Pas sûr néanmoins que ça permette au petit peuple de surmonter la crise. Notamment à lire les reportages qu'a consacré à celle-ci le South China Morning Post. Dans sa dernière livraison, le grand journal de Hong-Kong pointe la situation particulièrement délicate des plus pauvres en Chine continentale ; travailleurs migrants, saisonniers ou même employés dans l'industrie... ils sont des dizaines de millions à se retrouver sans emploi - et sans ressources aucune - sans qu'on puisse apprécier effectivement le taux de chômage du pays ; officiellement il oscille autour des 6% mais cela ne prend en compte que la situation des 31 principaux centre urbains... les autres zones urbaines, péri urbaines ou rurales souffrent probablement bien davantage, écrit le journal.

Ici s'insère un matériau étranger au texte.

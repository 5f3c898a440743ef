mod common;

use approx::assert_abs_diff_eq;
use ndarray::{Array3, Axis};
use num_complex::Complex32;
use tempfile::tempdir;
use tf_cluster_separator::{
    clustering_separate, l41_clustering_separate, mask_separate, save_sources, separate_sources,
    write_audio, AudioData, MaskMode, SeparationConfig, SeparationError, SeparationInput,
    SeparationOutput, Separator,
};

use common::{two_tone, BandSplitModel, ConstantModel, FrequencyModel};

fn energy(row: ndarray::ArrayView1<'_, f32>) -> f32 {
    row.iter().map(|v| v * v).sum::<f32>() / row.len() as f32
}

#[test]
fn clustering_separate_two_tones() {
    let signal = two_tone(10_000, 1e4, 300.0, 3500.0);

    let sources = clustering_separate(&signal, 10_000, &FrequencyModel, 2, MaskMode::Binary)
        .expect("separation failed");

    assert_eq!(sources.nrows(), 2);
    let n = sources.ncols();
    assert!(n.abs_diff(signal.len()) <= 512, "length {n} vs {}", signal.len());

    for row in sources.rows() {
        assert!(row.iter().all(|v| v.is_finite()));
        assert!(energy(row) > 1e-2, "near-silent source: {}", energy(row));
    }
}

#[test]
fn clustering_separate_is_reproducible() {
    let signal = two_tone(6_000, 1e4, 300.0, 3500.0);

    let a = clustering_separate(&signal, 10_000, &FrequencyModel, 2, MaskMode::Soft)
        .expect("first run");
    let b = clustering_separate(&signal, 10_000, &FrequencyModel, 2, MaskMode::Soft)
        .expect("second run");
    assert_eq!(a, b);
}

#[test]
fn silent_signal_separates_to_silence() {
    let signal = vec![0.0f32; 4_000];
    let sources = clustering_separate(&signal, 10_000, &FrequencyModel, 2, MaskMode::Binary)
        .expect("separation failed");
    assert!(sources.iter().all(|v| *v == 0.0));
}

#[test]
fn too_many_sources_surfaces_clustering_error() {
    let signal = two_tone(4_000, 1e4, 300.0, 3500.0);
    match clustering_separate(&signal, 10_000, &ConstantModel, 2, MaskMode::Binary) {
        Err(SeparationError::Clustering(_)) => {}
        other => panic!("expected clustering error, got {other:?}"),
    }
}

#[test]
fn l41_output_matches_input_layout() {
    let (freq, time) = (9usize, 7usize);
    let spec = Array3::from_shape_fn((1, freq, time), |(_, f, t)| {
        Complex32::new((f as f32 * 0.4).cos() + t as f32 * 0.1, f as f32 - t as f32)
    });

    let sources = l41_clustering_separate(spec.view(), &FrequencyModel, 2, MaskMode::Binary)
        .expect("separation failed");
    assert_eq!(sources.dim(), (2, freq, time));

    let total = sources.sum_axis(Axis(0));
    for (a, b) in total.iter().zip(spec.index_axis(Axis(0), 0).iter()) {
        assert_abs_diff_eq!(a.re, b.re, epsilon = 1e-5);
        assert_abs_diff_eq!(a.im, b.im, epsilon = 1e-5);
    }
}

#[test]
fn separator_output_variant_follows_input() {
    let separator = Separator::new(SeparationConfig::default()).expect("config");

    let signal = two_tone(3_000, 1e4, 300.0, 3500.0);
    let out = separator
        .separate(
            &FrequencyModel,
            SeparationInput::Waveform {
                signal: &signal,
                sample_rate: 10_000,
            },
        )
        .expect("waveform separation");
    assert!(matches!(out, SeparationOutput::Waveforms(_)));
    assert!(out.into_spectrograms().is_err());

    let spec = Array3::from_elem((1, 5, 4), Complex32::new(1.0, -1.0));
    let out = separator
        .separate(&FrequencyModel, SeparationInput::Spectrogram(spec.view()))
        .expect("spectrogram separation");
    assert_eq!(out.num_sources(), 2);
    assert!(matches!(out, SeparationOutput::Spectrograms(_)));
}

#[test]
fn empty_spectrogram_batch_is_rejected() {
    let spec = Array3::<Complex32>::zeros((0, 5, 4));
    assert!(matches!(
        l41_clustering_separate(spec.view(), &FrequencyModel, 2, MaskMode::Binary),
        Err(SeparationError::ShapeMismatch(_))
    ));
}

#[test]
fn mask_separate_standardizes_sources() {
    let signal = two_tone(8_000, 1e4, 300.0, 3500.0);
    let config = SeparationConfig::direct_mask();

    let sources = mask_separate(&signal, 10_000, &BandSplitModel, &config).expect("separation failed");
    assert_eq!(sources.nrows(), 2);

    for row in sources.rows() {
        let n = row.len() as f32;
        let mean = row.sum() / n;
        let var = row.iter().map(|v| (v - mean) * (v - mean)).sum::<f32>() / n;
        assert_abs_diff_eq!(mean, 0.0, epsilon = 1e-3);
        assert_abs_diff_eq!(var, 1.0, epsilon = 1e-2);
    }
}

#[test]
fn missing_model_capability_is_reported() {
    let signal = two_tone(4_000, 1e4, 300.0, 3500.0);
    assert!(matches!(
        mask_separate(&signal, 10_000, &FrequencyModel, &SeparationConfig::direct_mask()),
        Err(SeparationError::Unsupported("predict"))
    ));
    assert!(matches!(
        clustering_separate(&signal, 10_000, &BandSplitModel, 2, MaskMode::Binary),
        Err(SeparationError::Unsupported("get_vectors"))
    ));
}

#[test]
fn separate_sources_from_file_and_save() {
    let tmp = tempdir().unwrap();
    let input = tmp.path().join("mix.wav");

    let signal = two_tone(20_000, 20_000.0, 300.0, 3500.0);
    write_audio(
        &input,
        &AudioData {
            samples: signal.iter().map(|v| v * 0.5).collect(),
            sample_rate: 20_000,
            channels: 1,
        },
    )
    .expect("write failed");

    let sources = separate_sources(&input, &BandSplitModel, &SeparationConfig::direct_mask())
        .expect("separation failed");
    assert_eq!(sources.nrows(), 2);

    let paths = save_sources(sources.view(), tmp.path().join("mix"), 10_000).expect("save failed");
    assert_eq!(paths.len(), 2);
    for p in &paths {
        let r = hound::WavReader::open(p).unwrap();
        assert_eq!(r.spec().channels, 1);
        assert_eq!(r.spec().sample_rate, 10_000);
        assert_eq!(r.len() as usize, sources.ncols());
    }
}

#[test]
fn config_loads_from_json() {
    let cfg = SeparationConfig::from_json_str(
        r#"{
  "num_sources": 3,
  "mask_mode": "soft",
  "stft": { "fft_size": 1024, "window_size": 0.1, "overlap": 0.05 },
  "cluster": { "seed": 7, "workers": 2 }
}"#,
    )
    .expect("config should parse");

    assert_eq!(cfg.num_sources, 3);
    assert_eq!(cfg.mask_mode, MaskMode::Soft);
    assert_eq!(cfg.stft.fft_size, 1024);
    assert_eq!(cfg.stft.sample_rate, 1e4);
    assert_eq!(cfg.cluster.seed, 7);
    assert_eq!(cfg.cluster.n_init, 10);
    assert_eq!(cfg.preemphasis, 0.95);

    let bad = SeparationConfig::from_json_str(r#"{ "stft": { "fft_size": 128 } }"#);
    assert!(matches!(bad, Err(SeparationError::InvalidConfig(_))));
}

#[test]
fn config_file_drives_separator() {
    let dir = tempdir().expect("tempdir");
    let path = dir.path().join("separation.json");
    std::fs::write(
        &path,
        r#"{ "num_sources": 2, "mask_mode": "soft", "normalize_output": true, "cluster": { "seed": 3 } }"#,
    )
    .expect("write config");

    let cfg = SeparationConfig::from_json_file(&path).expect("config file should load");
    let separator = Separator::new(cfg).expect("valid config");
    assert_eq!(separator.config().num_sources, 2);
    assert_eq!(separator.config().mask_mode, MaskMode::Soft);
    assert!(separator.config().normalize_output);
    assert_eq!(separator.config().cluster.seed, 3);
    assert_eq!(separator.config().stft.fft_size, 512);

    let missing = SeparationConfig::from_json_file(dir.path().join("absent.json"));
    assert!(missing.is_err());
}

Et la situation ne semble pas en voie de s'arranger : le principal responsable de cette crise économique étant la chute drastique des exportations chinoises depuis le début de l'épidémie. Celles-ci ont chuté de 17% en janvier-février par rapport à l'an dernier, note encore le quotidien, de 6% en mars et, comme le dit une analyste consultée par le journal "les pertes d'emploi dans le secteur manufacturier voué à l'exportation sont bien susceptibles de s'aggraver" dans les mois à venir. Pour renverser la vapeur il faudrait sans doute que la guerre commerciale avec les Etats-Unis s’apaise et surtout que la demande mondiale pour les produits chinois reparte... Manifestement, on n'en est pas encore là.